Talago Buni Music: West Sumatra
The contemporary music of Talago Buni (The Lake of Sounds), which was founded in 1998 in Minangkabau, West Sumatra, is a creative departure from the Minang pop music that has today become mainstream. With its powerful spirit of innovation and creation, Talago Buni has successfully taken its inspiration from an oft-neglected source, traditional arts.
In a relatively short period of time, Talago Buni has performed at a number of local and foreign festivals like the Breminale Festival in Bremen, Orangeria in Koln, Expo Caf‚ Festival in Hannover, and Sacred Rhythm and the Millenium Percussion Festival in Bali, to name a few as Leon Agusta explains further.
This fact is an acknowledgment and affirmation of their artistic accomplishments, which are certainly above average.
After the nationally celebrated Gumarang Group under the leadership of Asbon in the 50s and 60s, there was no Minangkabau music group really worth mentioning throughout the following decades.
Names like Ibenzani Usman and Yusaf Rahman were probably the best among the generic musicians who came out later, yet still they did not come from a traditional music background. They were more skillful in playing western instruments, although they did use the Minang language for their lyrics.
The birth of Talago Buni was driven by concerns about the meager interest shown by people, particularly youngsters, in Minangkabau traditional music.
The group was initiated by a number of traditional artist and musicians from the Indonesian High School of Arts (STSI) in Padangpanjang, and found a vast new horizon under the captaincy of Edy Utama, a academic who used to be a dramatist. His dramatic sensitivity often appears in and gives a theatrical tone to their productions.
This is a group that has performed much more in prestigious festivals outside its home than in West Sumatra itself. Its worldwide reputation seems to have no trace in the cultural space where its members were born, nurtured and developed. Talago Buni is in fact an oasis in the middle of a barren land of performing arts talent and creativity in the last few decades, with choreographer Ery Mefry probably being the only exception.
The question now is why? It is possible the fading commitment and respect toward the performing arts as an institution within a culture has led artists, and the people, into thinking the emergence of theater, for example, only promises mediocrities.
Much like a leaking balloon, no matter how persistently you try to blow it up, it will never inflate.
Moreover, the local government does not seem to understand the significance of an art born out of tradition. They cannot see it in the context of the competitive, explorative and innovative world of art. Thus when a creative group with a high artistic quality does emerge, it is foreign countries that appreciate it seriously.

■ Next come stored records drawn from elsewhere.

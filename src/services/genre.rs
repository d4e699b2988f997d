//! Genre service implementation
//!
//! Admin-only genre catalogue management. Tagging and untagging go through
//! the association manager so both sides of the genre/event link change
//! together; deleting a genre first removes it from every event it tags.

use tracing::debug;
use crate::database::{DatabaseService, EntityStore};
use crate::models::{Event, EventId, Genre, GenreId};
use crate::services::auth::{Actor, AuthService, Operation};
use crate::utils::errors::{EventHubError, Result};
use crate::utils::helpers::is_blank;
use crate::utils::logging::{log_admin_action, log_genre_action};

/// Genre service for managing genres and event tags
#[derive(Clone)]
pub struct GenreService {
    database: DatabaseService,
    auth: AuthService,
}

impl GenreService {
    /// Create a new GenreService instance
    pub fn new(database: DatabaseService, auth: AuthService) -> Self {
        Self { database, auth }
    }

    /// Create a genre; names are unique and case-sensitive
    pub async fn create(&self, actor: &Actor, name: &str) -> Result<Genre> {
        self.auth.authorize(actor, Operation::ManageGenre, None)?;
        let name = Self::clean_name(name)?;

        let mut store = self.database.write().await;
        if store.genre_name_exists(&name) {
            return Err(EventHubError::Conflict(format!("genre '{}' already exists", name)));
        }
        let genre = Genre {
            id: store.next_id::<Genre>(),
            name,
        };
        store.save(genre.clone())?;

        log_genre_action(genre.id, "created", 0);
        Ok(genre)
    }

    pub async fn find(&self, genre_id: GenreId) -> Option<Genre> {
        self.database.read().await.find_by_id::<Genre>(genre_id).cloned()
    }

    pub async fn find_by_name(&self, name: &str) -> Option<Genre> {
        self.database.read().await.find_genre_by_name(name).cloned()
    }

    pub async fn list(&self) -> Vec<Genre> {
        self.database.read().await.list_genres().into_iter().cloned().collect()
    }

    pub async fn rename(&self, actor: &Actor, genre_id: GenreId, name: &str) -> Result<Genre> {
        self.auth.authorize(actor, Operation::ManageGenre, None)?;
        let name = Self::clean_name(name)?;

        let mut store = self.database.write().await;
        let mut genre = store.require::<Genre>(genre_id)?.clone();
        genre.name = name;
        store.save(genre.clone())?;

        log_genre_action(genre_id, "renamed", store.event_ids_of_genre(genre_id).len());
        Ok(genre)
    }

    /// Delete a genre after detaching it from every event it tags.
    /// Returns the ids of the events that lost the tag.
    pub async fn delete(&self, actor: &Actor, genre_id: GenreId) -> Result<Vec<EventId>> {
        self.auth.authorize(actor, Operation::ManageGenre, None)?;
        debug!(genre_id = genre_id, "Deleting genre");

        let mut store = self.database.write().await;
        store.require::<Genre>(genre_id)?;
        let detached = store.associations().detach_genre_everywhere(genre_id)?;
        store.delete::<Genre>(genre_id)?;

        log_genre_action(genre_id, "deleted", detached.len());
        if let Some(admin_id) = actor.user_id() {
            log_admin_action(admin_id, "delete_genre", Some(&genre_id.to_string()), None);
        }
        Ok(detached)
    }

    /// Tag an event with a genre
    pub async fn add_event(&self, actor: &Actor, genre_id: GenreId, event_id: EventId) -> Result<()> {
        self.auth.authorize(actor, Operation::ManageGenre, None)?;
        debug!(genre_id = genre_id, event_id = event_id, "Tagging event");

        let mut store = self.database.write().await;
        store.associations().attach_genre(genre_id, event_id)?;
        log_genre_action(genre_id, "tagged", 1);
        Ok(())
    }

    /// Remove a genre tag from an event
    pub async fn remove_event(&self, actor: &Actor, genre_id: GenreId, event_id: EventId) -> Result<()> {
        self.auth.authorize(actor, Operation::ManageGenre, None)?;
        debug!(genre_id = genre_id, event_id = event_id, "Untagging event");

        let mut store = self.database.write().await;
        store.associations().detach_genre(genre_id, event_id)?;
        log_genre_action(genre_id, "untagged", 1);
        Ok(())
    }

    /// Events tagged with a genre, in tagging order
    pub async fn events_of(&self, genre_id: GenreId) -> Result<Vec<Event>> {
        let store = self.database.read().await;
        store.require::<Genre>(genre_id)?;
        Ok(store.events_of_genre(genre_id).into_iter().cloned().collect())
    }

    fn clean_name(name: &str) -> Result<String> {
        if is_blank(name) {
            return Err(EventHubError::invalid("name", "genre name must not be empty"));
        }
        Ok(name.trim().to_string())
    }
}
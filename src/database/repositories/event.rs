//! Event repository implementation

use chrono::{DateTime, Utc};
use crate::database::store::Store;
use crate::models::{ClubId, Event, EventId, Genre, GenreId, UserId};

impl Store {
    /// List all events in id order
    pub fn list_events(&self) -> Vec<&Event> {
        self.events.values().collect()
    }

    /// Events still waiting for admin acceptance
    pub fn events_not_accepted(&self) -> Vec<&Event> {
        self.events.values().filter(|event| !event.accepted).collect()
    }

    /// Events accepted for a club
    pub fn events_by_club(&self, club_id: ClubId) -> Vec<&Event> {
        self.events
            .values()
            .filter(|event| event.club_id == Some(club_id))
            .collect()
    }

    pub fn events_not_finished(&self) -> Vec<&Event> {
        self.events.values().filter(|event| !event.finished).collect()
    }

    /// Upcoming events tagged with any of the given genres, soonest first
    pub fn upcoming_events_by_genres(&self, genre_ids: &[GenreId], now: DateTime<Utc>) -> Vec<&Event> {
        let mut events: Vec<&Event> = self
            .events
            .values()
            .filter(|event| event.is_upcoming(now))
            .filter(|event| {
                self.genre_ids_of_event(event.id)
                    .iter()
                    .any(|genre_id| genre_ids.contains(genre_id))
            })
            .collect();
        events.sort_by(|a, b| a.event_date.cmp(&b.event_date).then(a.id.cmp(&b.id)));
        events
    }

    /// Genres tagging an event, in tagging order
    pub fn genres_of_event(&self, event_id: EventId) -> Vec<&Genre> {
        self.genre_ids_of_event(event_id)
            .iter()
            .filter_map(|genre_id| self.genres.get(*genre_id))
            .collect()
    }

    /// Events a user marked as favorite, in the order they were added
    pub fn favorite_events_of_user(&self, user_id: UserId) -> Vec<&Event> {
        self.favorite_event_ids_of_user(user_id)
            .iter()
            .filter_map(|event_id| self.events.get(*event_id))
            .collect()
    }
}
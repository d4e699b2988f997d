//! Comment model
//!
//! A comment belongs to exactly one user and one event. Both references are
//! fixed at creation and only cleared when the comment is detached on
//! removal; afterwards reading either side is an error.

use serde::{Deserialize, Serialize};
use chrono::{DateTime, Utc};
use crate::utils::errors::{EventHubError, Result};
use super::{CommentId, EventId, UserId};

#[derive(Debug, Clone, PartialEq, Serialize, Deserialize)]
pub struct Comment {
    id: CommentId,
    text: String,
    created: DateTime<Utc>,
    user_id: Option<UserId>,
    event_id: Option<EventId>,
}

impl Comment {
    pub(crate) fn new(id: CommentId, text: String, created: DateTime<Utc>, user_id: UserId, event_id: EventId) -> Self {
        Self {
            id,
            text,
            created,
            user_id: Some(user_id),
            event_id: Some(event_id),
        }
    }

    pub fn id(&self) -> CommentId {
        self.id
    }

    pub fn text(&self) -> &str {
        &self.text
    }

    pub fn created(&self) -> DateTime<Utc> {
        self.created
    }

    /// Owning user, or `Detached` once the comment has been removed
    pub fn user_id(&self) -> Result<UserId> {
        self.user_id.ok_or(EventHubError::Detached {
            comment_id: self.id,
            side: "user",
        })
    }

    /// Owning event, or `Detached` once the comment has been removed
    pub fn event_id(&self) -> Result<EventId> {
        self.event_id.ok_or(EventHubError::Detached {
            comment_id: self.id,
            side: "event",
        })
    }

    pub fn is_detached(&self) -> bool {
        self.user_id.is_none() && self.event_id.is_none()
    }

    pub fn belongs_to_event(&self, event_id: EventId) -> bool {
        self.event_id == Some(event_id)
    }

    pub fn is_owned_by(&self, user_id: UserId) -> bool {
        self.user_id == Some(user_id)
    }

    pub(crate) fn set_text(&mut self, text: String) {
        self.text = text;
    }

    pub(crate) fn clear_user(&mut self) {
        self.user_id = None;
    }

    pub(crate) fn clear_event(&mut self) {
        self.event_id = None;
    }
}

/// Ordering for comment listings
#[derive(Debug, Clone, Copy, PartialEq, Eq, Serialize, Deserialize)]
#[serde(rename_all = "snake_case")]
pub enum CommentOrder {
    /// Order in which comments were attached to the event
    Creation,
    /// Oldest first, ties broken by ascending id
    FromFirst,
    /// Newest first, ties broken by descending id
    FromLast,
}
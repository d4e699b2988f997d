//! Test helpers module
//!
//! This module provides utilities and helpers for testing the EventHub
//! services: a ready-wired test context and generated test data.

#![allow(dead_code)]

pub mod test_context;
pub mod test_data;

#[allow(unused_imports)]
pub use test_context::*;
#[allow(unused_imports)]
pub use test_data::*;
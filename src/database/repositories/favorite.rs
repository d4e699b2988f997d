//! Favorite repository implementation

use crate::database::store::Store;
use crate::models::{Favorite, FavoriteId, UserId};

impl Store {
    /// Favorites of a user, in the order they were added
    pub fn favorites_of_user(&self, user_id: UserId) -> Vec<&Favorite> {
        self.favorite_event_ids_of_user(user_id)
            .iter()
            .filter_map(|event_id| self.favorites.get(FavoriteId::new(user_id, *event_id)))
            .collect()
    }

    /// Every favorite in ledger order (grouped by user, insertion order within a user)
    pub fn list_favorites(&self) -> Vec<&Favorite> {
        self.links
            .favorites
            .pairs()
            .filter_map(|(user_id, event_id)| self.favorites.get(FavoriteId::new(user_id, event_id)))
            .collect()
    }
}
//! Genre management integration tests

use assert_matches::assert_matches;
use chrono::Duration;
use EventHub::models::CreateEventRequest;
use EventHub::services::Actor;
use EventHub::utils::{EntityKind, EventHubError};

use crate::integration::setup_integration_test;

#[tokio::test]
async fn test_tagging_updates_both_sides() {
    let ctx = setup_integration_test();
    let admin = ctx.admin().await;
    let genre = ctx.create_genre("Lindy Hop").await;
    let event = ctx.create_event("Friday social").await;
    let genres = &ctx.services.genre_service;
    let events = &ctx.services.event_service;

    genres.add_event(&admin, genre.id, event.id).await.unwrap();
    assert_eq!(genres.events_of(genre.id).await.unwrap(), vec![event.clone()]);
    assert_eq!(events.genres_of(event.id).await.unwrap(), vec![genre.clone()]);

    genres.remove_event(&admin, genre.id, event.id).await.unwrap();
    assert!(genres.events_of(genre.id).await.unwrap().is_empty());
    assert!(events.genres_of(event.id).await.unwrap().is_empty());
}

#[tokio::test]
async fn test_deleting_genre_detaches_every_event() {
    let ctx = setup_integration_test();
    let admin = ctx.admin().await;
    let genre = ctx.create_genre("Balboa").await;
    let kept = ctx.create_genre("Blues").await;
    let genres = &ctx.services.genre_service;
    let events = &ctx.services.event_service;

    let mut tagged = Vec::new();
    for title in ["Bal night", "Bal workshop", "Bal festival"] {
        let event = ctx.create_event(title).await;
        genres.add_event(&admin, genre.id, event.id).await.unwrap();
        genres.add_event(&admin, kept.id, event.id).await.unwrap();
        tagged.push(event.id);
    }

    let detached = genres.delete(&admin, genre.id).await.unwrap();
    assert_eq!(detached, tagged);
    assert!(genres.find(genre.id).await.is_none());
    for event_id in tagged {
        let remaining = events.genres_of(event_id).await.unwrap();
        assert_eq!(remaining, vec![kept.clone()]);
    }
    assert_eq!(ctx.stats().await.genre_links, 3);
}

#[tokio::test]
async fn test_duplicates_are_conflicts() {
    let ctx = setup_integration_test();
    let admin = ctx.admin().await;
    let genre = ctx.create_genre("Shag").await;
    let other = ctx.create_genre("Charleston").await;
    let event = ctx.create_event("Shag weekend").await;
    let genres = &ctx.services.genre_service;

    genres.add_event(&admin, genre.id, event.id).await.unwrap();
    assert_matches!(
        genres.add_event(&admin, genre.id, event.id).await,
        Err(EventHubError::Conflict(_))
    );
    assert_eq!(genres.events_of(genre.id).await.unwrap().len(), 1);

    assert_matches!(genres.create(&admin, "Shag").await, Err(EventHubError::Conflict(_)));
    assert_matches!(
        genres.rename(&admin, other.id, "Shag").await,
        Err(EventHubError::Conflict(_))
    );
    // Names are case-sensitive
    assert!(genres.create(&admin, "shag").await.is_ok());
}

#[tokio::test]
async fn test_rename_and_lookup() {
    let ctx = setup_integration_test();
    let admin = ctx.admin().await;
    let genre = ctx.create_genre("Solo Jazz").await;
    let genres = &ctx.services.genre_service;

    assert_eq!(genres.find_by_name("Solo Jazz").await, Some(genre.clone()));
    let renamed = genres.rename(&admin, genre.id, "Authentic Jazz").await.unwrap();
    assert_eq!(renamed.id, genre.id);
    assert!(genres.find_by_name("Solo Jazz").await.is_none());
    assert_eq!(genres.find_by_name("Authentic Jazz").await, Some(renamed));
    assert_eq!(genres.list().await.len(), 1);
}

#[tokio::test]
async fn test_names_are_stored_as_given_apart_from_outer_whitespace() {
    let ctx = setup_integration_test();
    let admin = ctx.admin().await;
    let genres = &ctx.services.genre_service;

    let spaced = genres.create(&admin, "Jazz  Funk").await.unwrap();
    assert_eq!(spaced.name, "Jazz  Funk");
    assert_eq!(genres.find_by_name("Jazz  Funk").await, Some(spaced.clone()));
    assert!(genres.find_by_name("Jazz Funk").await.is_none());

    let padded = genres.create(&admin, "  Blues ").await.unwrap();
    assert_eq!(padded.name, "Blues");
    assert_eq!(genres.find_by_name("Blues").await, Some(padded));

    assert_matches!(
        genres.create(&admin, " Jazz  Funk ").await,
        Err(EventHubError::Conflict(_))
    );
}

#[tokio::test]
async fn test_genre_management_is_admin_only() {
    let ctx = setup_integration_test();
    let user = ctx.create_user("curious").await;
    let genre = ctx.create_genre("Tap").await;
    let event = ctx.create_event("Tap jam").await;
    let genres = &ctx.services.genre_service;

    assert_matches!(genres.create(&user, "Boogie").await, Err(EventHubError::Forbidden { .. }));
    assert_matches!(
        genres.create(&Actor::Anonymous, "Boogie").await,
        Err(EventHubError::Unauthorized(_))
    );
    assert_matches!(
        genres.add_event(&user, genre.id, event.id).await,
        Err(EventHubError::Forbidden { .. })
    );
    assert_matches!(genres.delete(&user, genre.id).await, Err(EventHubError::Forbidden { .. }));
    assert!(genres.find(genre.id).await.is_some());
}

#[tokio::test]
async fn test_missing_links_and_entities() {
    let ctx = setup_integration_test();
    let admin = ctx.admin().await;
    let genre = ctx.create_genre("Swing").await;
    let event = ctx.create_event("Untagged").await;
    let genres = &ctx.services.genre_service;

    assert_matches!(
        genres.remove_event(&admin, genre.id, event.id).await,
        Err(EventHubError::NotFound { entity: EntityKind::Genre, .. })
    );
    assert_matches!(
        genres.add_event(&admin, genre.id, 77).await,
        Err(EventHubError::NotFound { entity: EntityKind::Event, .. })
    );
    assert_matches!(
        genres.delete(&admin, 77).await,
        Err(EventHubError::NotFound { entity: EntityKind::Genre, .. })
    );
    assert_matches!(genres.create(&admin, "   ").await, Err(EventHubError::Invalid { .. }));
}

#[tokio::test]
async fn test_upcoming_events_by_genres() {
    let ctx = setup_integration_test();
    let admin = ctx.admin().await;
    let lindy = ctx.create_genre("Lindy").await;
    let blues = ctx.create_genre("Blues").await;
    let events = &ctx.services.event_service;
    let genres = &ctx.services.genre_service;

    let later = events
        .save(CreateEventRequest {
            title: "Later".to_string(),
            event_date: ctx.now() + Duration::days(30),
            club_id: None,
            finished: false,
        })
        .await
        .unwrap();
    let sooner = events
        .save(CreateEventRequest {
            title: "Sooner".to_string(),
            event_date: ctx.now() + Duration::days(2),
            club_id: None,
            finished: false,
        })
        .await
        .unwrap();
    let past = events
        .save(CreateEventRequest {
            title: "Past".to_string(),
            event_date: ctx.now() - Duration::days(2),
            club_id: None,
            finished: false,
        })
        .await
        .unwrap();
    let finished = events
        .save(CreateEventRequest {
            title: "Finished".to_string(),
            event_date: ctx.now() + Duration::days(3),
            club_id: None,
            finished: true,
        })
        .await
        .unwrap();

    genres.add_event(&admin, lindy.id, later.id).await.unwrap();
    genres.add_event(&admin, blues.id, sooner.id).await.unwrap();
    genres.add_event(&admin, lindy.id, past.id).await.unwrap();
    genres.add_event(&admin, lindy.id, finished.id).await.unwrap();

    let upcoming: Vec<_> = events
        .upcoming_by_genres(&[lindy.id, blues.id], ctx.now())
        .await
        .into_iter()
        .map(|event| event.title)
        .collect();
    assert_eq!(upcoming, vec!["Sooner", "Later"]);

    let lindy_only = events.upcoming_by_genres(&[lindy.id], ctx.now()).await;
    assert_eq!(lindy_only, vec![later]);
}
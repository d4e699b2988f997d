//! Configuration management module
//!
//! This module handles loading and validation of application configuration
//! from TOML files and environment variables.

pub mod settings;
pub mod validation;

pub use settings::{Settings, StorageConfig, SecurityConfig, CommentsConfig, AdminConfig, LoggingConfig};
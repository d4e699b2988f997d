//! Favorite model
//!
//! Favorites carry no surrogate id: the `(user_id, event_id)` pair is the key.

use std::fmt;
use serde::{Deserialize, Serialize};
use chrono::{DateTime, Utc};
use super::{EventId, UserId};

#[derive(Debug, Clone, Copy, PartialEq, Eq, Hash, PartialOrd, Ord, Serialize, Deserialize)]
pub struct FavoriteId {
    pub user_id: UserId,
    pub event_id: EventId,
}

impl FavoriteId {
    pub fn new(user_id: UserId, event_id: EventId) -> Self {
        Self { user_id, event_id }
    }
}

impl fmt::Display for FavoriteId {
    fn fmt(&self, f: &mut fmt::Formatter<'_>) -> fmt::Result {
        write!(f, "({}, {})", self.user_id, self.event_id)
    }
}

#[derive(Debug, Clone, PartialEq, Serialize, Deserialize)]
pub struct Favorite {
    pub id: FavoriteId,
    pub created_at: DateTime<Utc>,
}

impl Favorite {
    pub fn user_id(&self) -> UserId {
        self.id.user_id
    }

    pub fn event_id(&self) -> EventId {
        self.id.event_id
    }
}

Not only does Talago Buni create various new compositions, it also invents new instruments out of wood and bamboo poles. A wooden tangkelek (sabot) becomes a non-rhythmical instrument that produces entertaining beats, a rather unusual element to find in Minang songs, which have a tendency to indulge in never-ending sadness and haplessness.
In their Nov. 28 performance at Teater Kecil, Taman Ismail
Marzuki, Talago Buni presented three musical compositions: Pupuik Lambok, composed by Susandra Jaya; Piriang Banyanyi, a collaborative creation; and Dawai Bagaluik, composed by Ronaldi.
Another interesting thing about this group is its artistic ideas. The serunai, a high-pitched wind instrument usually played in a small ensemble, becomes the source of inspiration for Pupuik Lambok. The instrument is transformed into various whistles that produce melodies with unique sound variations. Without the group’s strong innovative spirit, the composition would have been generic.
Piriang Banyanyi (Singing Plates) finds it origin in the popular traditional Minang plate dance. With the accompaniment of the tangkelek, the composition created a dynamic and entertaining ambience. It might remind us of tap-dance from the U.S. or river-dance from Ireland. It did not, however, give a sense of perfection. But who knows, one day it might, because the group does not only entertain, but also arouses our curiosity. What new ideas will they realize next?
In Minangkabau’s art tradition, we find Shalawat Dulang, an Islamic art form usually presented in long chants glorifying the Prophet Muhammad. Talago Buni staged this art form in a new composition, combining it with percussion and woodwind instruments that came out as a perfect blend of sounds and vocals. The two vocalists, Della Rosa Panggabean and Wilda Avina, represent the younger generation who, with their confidence and pride in art, dare to be different and at the same time be themselves.
The 29 minutes spent enjoying the three compositions presented by Talago Buni of Minangkabau was indeed an experience to be cherished forever.